● Exercise: Check each line of the entries below for the word "required", and copy the lines that have it.

● Entries shown:
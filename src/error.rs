#[derive(Debug, thiserror::Error)]
pub enum Error {
    #[error("CBOR error ({0})")]
    Cbor(#[from] dcbor::Error),

    #[error("invalid binary digits: {0:?} (expected a non-empty string of 0s and 1s)")]
    InvalidBinaryDigits(String),

    #[error("input too long: {len} bits exceeds the supported maximum of {max} bits")]
    InputTooLong { len: usize, max: usize },

    #[error("insufficient bits for float: expected {required} bits, got {len} bits")]
    InsufficientBitsForFloat { len: usize, required: usize },

    #[error("unknown mode: {0:?}")]
    UnknownMode(String),

    #[error("inconsistent result: encoded {field} does not match its bits")]
    InconsistentResult { field: &'static str },
}

pub type Result<T> = std::result::Result<T, Error>;

impl From<Error> for String {
    fn from(err: Error) -> Self { err.to_string() }
}

impl From<Error> for dcbor::Error {
    fn from(err: Error) -> Self {
        match err {
            Error::Cbor(err) => err,
            _ => dcbor::Error::msg(err),
        }
    }
}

● Solution to this task:
    #[error("insufficient bits for float: expected {required} bits, got {len} bits")]
    InsufficientBitsForFloat { len: usize, required: usize },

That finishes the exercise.